Ya que los conflictos armados y los regímenes represivos pueden suponer
un peligro fuera de sus países, a todas las naciones democráticas
les interesa superar los problemas de la actuación colectiva para promover
sociedades abiertas en todo el mundo. Cuanto antes comience una acción
preventiva, más económica y eficaz será. En la antigua
Yugoslavia, por ejemplo, una presión exterior más temprana –cuando
se suprimió la autonomía de Kosovo en 1990 o un año después,
cuando la Armada yugoslava bombardeó Dubrovnik– podría haber
evitado la tragedia sufrida en los Balcanes en la siguiente década.


En los Estados bálticos, especialmente Estonia y Letonia, encontramos
ejemplos positivos de la prevención de conflictos. Estos Estados se integraron
forzosamente en la Unión Soviética en 1940, y gran parte de su
población fue deportada y reemplazada por personas de otras nacionalidades.

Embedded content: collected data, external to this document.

// Copyright 2026 the Trellis Authors
// SPDX-License-Identifier: Apache-2.0 OR MIT

//! Tree traversal utilities.

use super::id::{INVALID, NodeId};
use super::store::Scene;

/// An iterator over the direct children of a group, back to front.
///
/// Created by [`Scene::children`].
#[derive(Debug)]
pub struct Children<'a> {
    scene: &'a Scene,
    current: u32,
}

impl<'a> Children<'a> {
    pub(crate) fn new(scene: &'a Scene, first: u32) -> Self {
        Self {
            scene,
            current: first,
        }
    }
}

impl Iterator for Children<'_> {
    type Item = NodeId;

    fn next(&mut self) -> Option<NodeId> {
        if self.current == INVALID {
            return None;
        }
        let idx = self.current;
        self.current = self.scene.next_sibling[idx as usize];
        Some(NodeId {
            idx,
            generation: self.scene.generation[idx as usize],
        })
    }
}

impl Scene {
    /// Collects the slot indices of the subtree rooted at `idx` (inclusive),
    /// depth-first pre-order.
    pub(crate) fn subtree(&self, idx: u32) -> alloc::vec::Vec<u32> {
        let mut out = alloc::vec::Vec::new();
        let mut stack = alloc::vec![idx];
        while let Some(i) = stack.pop() {
            out.push(i);
            // Push children in reverse so the first child is visited first.
            let mut child = self.last_child(i);
            while child != INVALID {
                stack.push(child);
                child = self.prev_sibling[child as usize];
            }
        }
        out
    }

    /// Returns the last child of `idx`, or [`INVALID`].
    pub(crate) fn last_child(&self, idx: u32) -> u32 {
        let mut last = self.first_child[idx as usize];
        if last == INVALID {
            return INVALID;
        }
        while self.next_sibling[last as usize] != INVALID {
            last = self.next_sibling[last as usize];
        }
        last
    }

    /// Iterates over the strict ancestors of `idx`, nearest first.
    pub(crate) fn ancestors(&self, idx: u32) -> Ancestors<'_> {
        Ancestors {
            scene: self,
            current: self.parent[idx as usize],
        }
    }
}

/// Iterator over the ancestor slots of a node.
#[derive(Debug)]
pub(crate) struct Ancestors<'a> {
    scene: &'a Scene,
    current: u32,
}

impl Iterator for Ancestors<'_> {
    type Item = u32;

    fn next(&mut self) -> Option<u32> {
        if self.current == INVALID {
            return None;
        }
        let idx = self.current;
        self.current = self.scene.parent[idx as usize];
        Some(idx)
    }
}
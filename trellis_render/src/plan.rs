// Copyright 2026 the Trellis Authors
// SPDX-License-Identifier: Apache-2.0 OR MIT

//! Render plan: an ordered record of what was drawn in one frame.

use alloc::vec::Vec;

use kurbo::Affine;
use trellis_core::cache::CacheSize;

/// How a render item reached the screen.
#[derive(Clone, Copy, Debug, PartialEq)]
pub enum ItemSource {
    /// The node was painted straight to the screen.
    Direct,
    /// The node's cache surface was blitted.
    Cache {
        /// Surface size used this frame.
        size: CacheSize,
        /// Whether the surface was repainted before blitting.
        redrawn: bool,
    },
}

/// A single draw on the screen.
///
/// Items are produced in back-to-front order, matching the scene's traversal
/// order. Nodes painted into an ancestor's cache produce no item.
#[derive(Clone, Debug, PartialEq)]
pub struct RenderItem {
    /// Raw slot index of the node.
    pub node: u32,
    /// Transform the draw was issued with: the absolute matrix for direct
    /// draws, the blit transform for cached ones.
    pub transform: Affine,
    /// Direct draw or cache blit.
    pub source: ItemSource,
}

/// The draws of one frame.
#[derive(Clone, Debug, Default)]
pub struct RenderPlan {
    /// Scene frame index the plan was produced for.
    pub frame_index: u64,
    /// Draw items in back-to-front order.
    pub items: Vec<RenderItem>,
}

impl RenderPlan {
    /// Clears the plan for reuse.
    pub fn clear(&mut self) {
        self.frame_index = 0;
        self.items.clear();
    }

    /// Number of cache surfaces repainted this frame.
    #[must_use]
    pub fn redrawn_caches(&self) -> usize {
        self.items
            .iter()
            .filter(|item| matches!(item.source, ItemSource::Cache { redrawn: true, .. }))
            .count()
    }
}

Al recuperar la independencia en 1991, lucharon con energía para negar
los derechos de ciudadanía a los miembros de estas otras nacionalidades.
La discriminación de la numerosa población rusa ofrecía
a Rusia una excusa creíble para una intervención armada, pero
la Organización para la Seguridad y la Cooperación Europea (OSCE)

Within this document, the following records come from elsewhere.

// Copyright 2026 the Trellis Authors
// SPDX-License-Identifier: Apache-2.0 OR MIT

//! Human-readable trace output.
//!
//! [`PrettyPrintSink`] implements [`TraceSink`] and writes one line per event
//! to a [`Write`](std::io::Write) destination (default: stderr).

use std::io::Write;

use trellis_core::props::{PropertyName, PropertySet};
use trellis_core::trace::{
    CacheCommitEvent, CacheInvalidatedEvent, CachePlanEvent, CacheReleaseEvent, EvaluateEvent,
    LayoutEvent, TraceSink,
};

/// Writes human-readable trace lines to a [`Write`](std::io::Write) destination.
pub struct PrettyPrintSink<W: Write = Box<dyn Write>> {
    writer: W,
}

impl<W: Write> std::fmt::Debug for PrettyPrintSink<W> {
    fn fmt(&self, f: &mut std::fmt::Formatter<'_>) -> std::fmt::Result {
        f.debug_struct("PrettyPrintSink").finish_non_exhaustive()
    }
}

impl PrettyPrintSink {
    /// Creates a sink that writes to stderr.
    #[must_use]
    pub fn stderr() -> Self {
        Self {
            writer: Box::new(std::io::stderr()),
        }
    }

    /// Creates a sink that writes to a boxed writer.
    #[must_use]
    pub fn new(writer: Box<dyn Write>) -> Self {
        Self { writer }
    }
}

impl<W: Write> PrettyPrintSink<W> {
    /// Creates a sink that writes to the given destination.
    #[must_use]
    pub fn with_writer(writer: W) -> Self {
        Self { writer }
    }

    /// Consumes the sink and returns its writer.
    pub fn into_inner(self) -> W {
        self.writer
    }
}

fn keys(set: PropertySet) -> String {
    if set.is_empty() {
        return "-".into();
    }
    set.iter().map(PropertyName::key).collect::<Vec<_>>().join(",")
}

impl<W: Write> TraceSink for PrettyPrintSink<W> {
    fn on_layout(&mut self, e: &LayoutEvent) {
        let _ = writeln!(
            self.writer,
            "[layout] group={} children={} {:.1}x{:.1} -> {:.1}x{:.1} shift=({:.1},{:.1})",
            e.group,
            e.children,
            e.previous_width,
            e.previous_height,
            e.width,
            e.height,
            e.shift_x,
            e.shift_y,
        );
    }

    fn on_cache_invalidated(&mut self, e: &CacheInvalidatedEvent) {
        let _ = writeln!(
            self.writer,
            "[cache:invalid] node={} changed={}",
            e.node,
            keys(e.changed),
        );
    }

    fn on_cache_plan(&mut self, e: &CachePlanEvent) {
        let _ = writeln!(
            self.writer,
            "[cache:plan] frame={} nodes={} requested={}px² budget={}px² factor={:.3}",
            e.frame_index, e.caching_nodes, e.requested_area, e.max_total_area, e.side_factor,
        );
    }

    fn on_cache_commit(&mut self, e: &CacheCommitEvent) {
        let _ = writeln!(
            self.writer,
            "[cache:commit] node={} {}x{} allocated={}px²",
            e.node, e.width, e.height, e.allocated_area,
        );
    }

    fn on_cache_release(&mut self, e: &CacheReleaseEvent) {
        let _ = writeln!(
            self.writer,
            "[cache:release] node={} area={}px² allocated={}px²",
            e.node, e.area, e.allocated_area,
        );
    }

    fn on_evaluate(&mut self, e: &EvaluateEvent) {
        let topology = if e.topology_changed { " topology" } else { "" };
        let _ = writeln!(
            self.writer,
            "[eval] frame={} transforms={} layouts={} invalidations={}{topology}",
            e.frame_index, e.transforms, e.layouts, e.cache_invalidations,
        );
    }
}

#[cfg(test)]
mod tests {
    use super::*;

    #[test]
    fn pretty_print_layout() {
        let mut sink = PrettyPrintSink::with_writer(Vec::<u8>::new());
        sink.on_layout(&LayoutEvent {
            group: 3,
            children: 2,
            previous_width: 100.0,
            previous_height: 100.0,
            width: 200.0,
            height: 100.0,
            shift_x: 50.0,
            shift_y: 0.0,
        });
        let output = String::from_utf8(sink.into_inner()).unwrap();
        assert!(output.contains("[layout]"), "got: {output}");
        assert!(output.contains("100.0x100.0 -> 200.0x100.0"), "got: {output}");
    }

    #[test]
    fn invalidation_lists_property_keys() {
        let mut sink = PrettyPrintSink::with_writer(Vec::<u8>::new());
        sink.on_cache_invalidated(&CacheInvalidatedEvent {
            node: 1,
            changed: PropertySet::single(PropertyName::Fill),
        });
        let output = String::from_utf8(sink.into_inner()).unwrap();
        assert_eq!(output, "[cache:invalid] node=1 changed=fill\n");
    }

    #[test]
    fn scene_events_reach_the_sink() {
        use std::cell::RefCell;
        use std::rc::Rc;

        use trellis_core::props::NodeOptions;
        use trellis_core::scene::Scene;

        #[derive(Clone, Default)]
        struct Shared(Rc<RefCell<Vec<u8>>>);

        impl Write for Shared {
            fn write(&mut self, buf: &[u8]) -> std::io::Result<usize> {
                self.0.borrow_mut().write(buf)
            }

            fn flush(&mut self) -> std::io::Result<()> {
                Ok(())
            }
        }

        let shared = Shared::default();
        let mut scene = Scene::new();
        let _ = scene.set_trace_sink(Box::new(PrettyPrintSink::with_writer(shared.clone())));
        let id = scene.create_leaf(&NodeOptions::new().size(10.0, 10.0));
        let _ = scene.evaluate();
        let _ = scene.plan_caches();
        let _ = scene.commit_cache(id);

        let output = String::from_utf8(shared.0.borrow().clone()).unwrap();
        assert!(output.contains("[eval] frame=1"), "got: {output}");
        assert!(output.contains("[cache:plan]"), "got: {output}");
        assert!(output.contains("[cache:commit] node=0 12x12"), "got: {output}");
    }
}
// Copyright 2026 the Trellis Authors
// SPDX-License-Identifier: Apache-2.0 OR MIT

//! Scene graph data model.
//!
//! A *node* is either a leaf shape or a group. Each node has:
//!
//! - An identity ([`NodeId`]): a generational handle that becomes stale when
//!   the node is destroyed, preventing use-after-free bugs at the API level.
//! - Topology: parent, first-child, and sibling links forming an ordered
//!   tree. Sibling order is paint order, back to front.
//! - **Placement** set by the caller ([`Placement`]): position of the origin
//!   point, scale, skew, angle, flips, plus size and stroke width.
//! - **Derived state**: the own and absolute matrices
//!   ([`Scene::own_matrix`], [`Scene::absolute_matrix`]), corners and
//!   bounding boxes, group frames recomputed by the layout manager, and
//!   render-cache bookkeeping.
//!
//! Nodes are stored in struct-of-arrays layout with index-based handles
//! for cache-friendly traversal.
//!
//! # Dirty tracking
//!
//! Matrices are resolved lazily through [`MatrixState`]. In parallel, the
//! [`dirty`](crate::dirty) channels record what changed for the next
//! [`evaluate`](Scene::evaluate):
//!
//! - **TRANSFORM**: propagates to all descendants.
//! - **CACHE** / **LAYOUT**: local-only.
//! - **TOPOLOGY**: structural changes that trigger a traversal rebuild.

mod caching;
mod controls;
mod evaluate;
mod geometry;
mod id;
mod layout;
mod observer;
mod store;
mod transform;
mod traverse;

pub use caching::{CachePlan, CacheStatus, PAINT_PROPERTIES};
pub use controls::{Control, ControlConfig};
pub use evaluate::FrameChanges;
pub use geometry::{Corners, bounding_box};
pub use id::{INVALID, NodeId, NodeKind};
pub use layout::{Frame, LayoutMode, LayoutState};
pub use observer::{NodeObserver, SubscriptionId};
pub use store::{Placement, Scene, SceneConfig};
pub use transform::MatrixState;
pub use traverse::Children;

y la Unión Europea presionaron a los Estados bálticos para que
garantizaran los derechos de las minorías. Mis fundaciones, entre otras,
ofrecieron formación lingüística y apoyaron otras vías
de reconciliación étnica. Así se desactivó una crisis
potencial.

Desgraciadamente, una no-crisis no sale en titulares. Actualmente, las condiciones
han de deteriorarse considerablemente antes de que los gobiernos extranjeros
adopten una actitud firme. Pero para cuando las espantosas imágenes de
televisión despierten la indignación del público occidental,
será demasiado tarde para evitar el desastre. Y a medida que las crisis
se multiplican, la opinión pública se vuelve menos sensible, permitiendo
que se enconen situaciones peligrosas. La tardía intervención
estadounidense en Liberia es un caso típico. Es imposible, por supuesto,
predecir qué conflictos degenerarán en derramamiento de sangre;
la prevención más eficaz es la que reduce el riesgo de que las
crisis se desarrollen. La mejor manera de conseguir este objetivo es fomentar
sociedades abiertas y democráticas. Éste ha sido el objetivo de
mis fundaciones desde antes de la desintegración del imperio soviético.

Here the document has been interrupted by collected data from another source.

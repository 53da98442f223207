// Copyright 2026 the Trellis Authors
// SPDX-License-Identifier: Apache-2.0 OR MIT

//! Lazy own/absolute matrix resolution.
//!
//! Each node moves through three states:
//!
//! - [`MatrixState::MatrixDirty`]: a placement property changed; the own
//!   matrix must be recomposed.
//! - [`MatrixState::AbsoluteDirty`]: the own matrix is current but the node
//!   or an ancestor moved, so the absolute matrix must be re-multiplied.
//! - [`MatrixState::Clean`]: both matrices are current.
//!
//! Invariant: a node that is not `Clean` has no `Clean` descendants. Marking
//! a clean node dirty therefore walks its subtree once; marking an already
//! dirty node is O(1).

use alloc::collections::BTreeSet;
use alloc::vec::Vec;

use kurbo::{Affine, Point, Vec2};
use understory_dirty::EagerPolicy;

use super::id::{INVALID, NodeId};
use super::store::Scene;
use crate::dirty;
use crate::error::{Result, SceneError};
use crate::matrix;

/// Resolution state of a node's matrices.
#[derive(Clone, Copy, Debug, Default, PartialEq, Eq)]
pub enum MatrixState {
    /// Own and absolute matrices are current.
    Clean,
    /// The own matrix must be recomposed from the placement.
    #[default]
    MatrixDirty,
    /// The own matrix is current; the absolute matrix is not.
    AbsoluteDirty,
}

impl Scene {
    /// Returns the matrix state of a node.
    #[must_use]
    pub fn matrix_state(&self, id: NodeId) -> MatrixState {
        self.validate(id);
        self.matrix_state[id.idx as usize]
    }

    /// Returns the node's own matrix, mapping its centered local box into
    /// its parent's space.
    pub fn own_matrix(&mut self, id: NodeId) -> Affine {
        self.validate(id);
        self.resolve_own(id.idx)
    }

    /// Returns the node's absolute matrix: the product of all ancestor own
    /// matrices and its own, outermost first.
    ///
    /// # Errors
    ///
    /// [`SceneError::CyclicHierarchy`] if the parent chain loops.
    pub fn absolute_matrix(&mut self, id: NodeId) -> Result<Affine> {
        self.validate(id);
        self.resolve_absolute(id.idx)
    }

    pub(crate) fn resolve_own(&mut self, idx: u32) -> Affine {
        let i = idx as usize;
        if self.matrix_state[i] == MatrixState::MatrixDirty {
            self.own_matrix[i] = self.compose_own(idx);
            self.matrix_state[i] = MatrixState::AbsoluteDirty;
        }
        self.own_matrix[i]
    }

    pub(crate) fn resolve_absolute(&mut self, idx: u32) -> Result<Affine> {
        let mut chain = Vec::new();
        let mut visited = BTreeSet::new();
        let mut cur = idx;
        while cur != INVALID {
            if !visited.insert(cur) {
                return Err(SceneError::CyclicHierarchy { node: cur });
            }
            if self.matrix_state[cur as usize] == MatrixState::Clean {
                break;
            }
            chain.push(cur);
            cur = self.parent[cur as usize];
        }

        let mut acc = if cur == INVALID {
            Affine::IDENTITY
        } else {
            self.absolute_matrix[cur as usize]
        };
        for &i in chain.iter().rev() {
            let own = self.resolve_own(i);
            acc = matrix::multiply(acc, own);
            self.absolute_matrix[i as usize] = acc;
            self.matrix_state[i as usize] = MatrixState::Clean;
        }
        Ok(self.absolute_matrix[idx as usize])
    }

    /// Composes the own matrix of `idx` from its placement.
    fn compose_own(&self, idx: u32) -> Affine {
        let center = self.center_at(idx);
        matrix::compose(&self.placement[idx as usize].transform_props(center))
    }

    /// The node's center in parent space, derived from `left`/`top` and the
    /// origin.
    pub(crate) fn center_at(&self, idx: u32) -> Point {
        let p = &self.placement[idx as usize];
        let to_origin = self.origin_vector(idx, p.origin_x.offset(), p.origin_y.offset());
        Point::new(p.left, p.top) - to_origin
    }

    /// Vector from the center to the point at fractional offsets `(fx, fy)`
    /// of the box, in parent space.
    pub(crate) fn origin_vector(&self, idx: u32, fx: f64, fy: f64) -> Vec2 {
        let size = self.box_size_at(idx);
        let local = Point::new(fx * size.width, fy * size.height);
        (self.placement[idx as usize].linear() * local).to_vec2()
    }

    /// Moves `idx` so that its center lands on `center`, keeping the origin.
    pub(crate) fn set_center(&mut self, idx: u32, center: Point) {
        let (ox, oy) = {
            let p = &self.placement[idx as usize];
            (p.origin_x.offset(), p.origin_y.offset())
        };
        let at = center + self.origin_vector(idx, ox, oy);
        let p = &mut self.placement[idx as usize];
        p.left = at.x;
        p.top = at.y;
    }

    /// Marks the own matrix of `idx` dirty and cascades to descendants.
    pub(crate) fn mark_matrix_dirty(&mut self, idx: u32) {
        if self.matrix_state[idx as usize] == MatrixState::Clean {
            self.cascade_absolute_dirty(idx);
        }
        self.matrix_state[idx as usize] = MatrixState::MatrixDirty;
        self.dirty.mark_with(idx, dirty::TRANSFORM, &EagerPolicy);
    }

    /// Marks `idx` and its subtree absolute-dirty after a topology change.
    pub(crate) fn mark_absolute_dirty_subtree(&mut self, idx: u32) {
        for i in self.subtree(idx) {
            if self.matrix_state[i as usize] == MatrixState::Clean {
                self.matrix_state[i as usize] = MatrixState::AbsoluteDirty;
            }
        }
        self.dirty.mark_with(idx, dirty::TRANSFORM, &EagerPolicy);
    }

    fn cascade_absolute_dirty(&mut self, idx: u32) {
        for i in self.subtree(idx).into_iter().skip(1) {
            if self.matrix_state[i as usize] == MatrixState::Clean {
                self.matrix_state[i as usize] = MatrixState::AbsoluteDirty;
            }
        }
    }
}
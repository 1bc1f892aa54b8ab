//! Error types emitted by the fuelroute CLI.
//!
//! Keep this error type reasonably small, as CLI helpers return
//! `Result<_, CliError>` and the workspace enables `clippy::result_large_err`.

use std::sync::Arc;

use fuelroute_core::{CoordinateParseError, RouteError};
use fuelroute_data::routing::ProviderBuildError;
use thiserror::Error;

/// Errors emitted by the fuelroute CLI.
#[derive(Debug, Error)]
pub enum CliError {
    /// Provided arguments failed Clap validation.
    #[error(transparent)]
    ArgumentParsing(#[from] clap::Error),
    /// Configuration layering failed (files, env, CLI).
    #[error("failed to load configuration: {0}")]
    Configuration(#[from] Arc<ortho_config::OrthoError>),
    /// A required option is missing after configuration merging.
    #[error("missing {field} (set --{field} or {env})")]
    MissingArgument {
        /// Name of the missing flag, without dashes.
        field: &'static str,
        /// Environment variable that can supply the value.
        env: &'static str,
    },
    /// A coordinate option could not be parsed.
    #[error("invalid --{field} coordinate: {source}")]
    InvalidCoordinate {
        /// Flag carrying the malformed value.
        field: &'static str,
        /// Why the value was rejected.
        #[source]
        source: CoordinateParseError,
    },
    /// Constructing the route provider failed.
    #[error("failed to build route provider for {base_url:?}: {source}")]
    BuildRouteProvider {
        /// OSRM base URL the provider was configured with.
        base_url: String,
        /// Underlying construction failure.
        #[source]
        source: ProviderBuildError,
    },
    /// The async runtime could not be started.
    #[error("failed to start the async runtime: {0}")]
    Runtime(#[source] std::io::Error),
    /// The routing service did not produce a route.
    #[error(transparent)]
    Route(#[from] RouteError),
    /// Serialising the route report failed.
    #[error("failed to serialise route report: {0}")]
    SerialiseReport(#[source] serde_json::Error),
    /// Writing the route report failed.
    #[error("failed to write route report: {0}")]
    WriteReport(#[source] std::io::Error),
}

Debe ser perseguido a mayor escala.




Esta aspiración nos lleva a reconsiderar el principio de soberanía.
Como ha afirmado el secretario general de la ONU, Kofi Annan, “la soberanía
nacional (…) está siendo redefinida (…) por las fuerzas de la globalización
y por la cooperación internacional. Los Estados son (…) instrumentos
al servicio de sus pueblos, y no al revés”. En efecto, los gobernantes
de un Estado soberano tienen la obligación de proteger a sus ciudadanos.
Cuando no lo hacen, la comunidad internacional debe asumir su responsabilidad.
La atención global es a menudo la única tabla de salvación
de los oprimidos.






George Soros es financiero, filántropo
y autor del libro The Bubble of American Supremacy (Public Affairs, Nueva York,
2004)[La burbuja de la supremacía americana, que será publicado
en España por la editorial Debate en abril].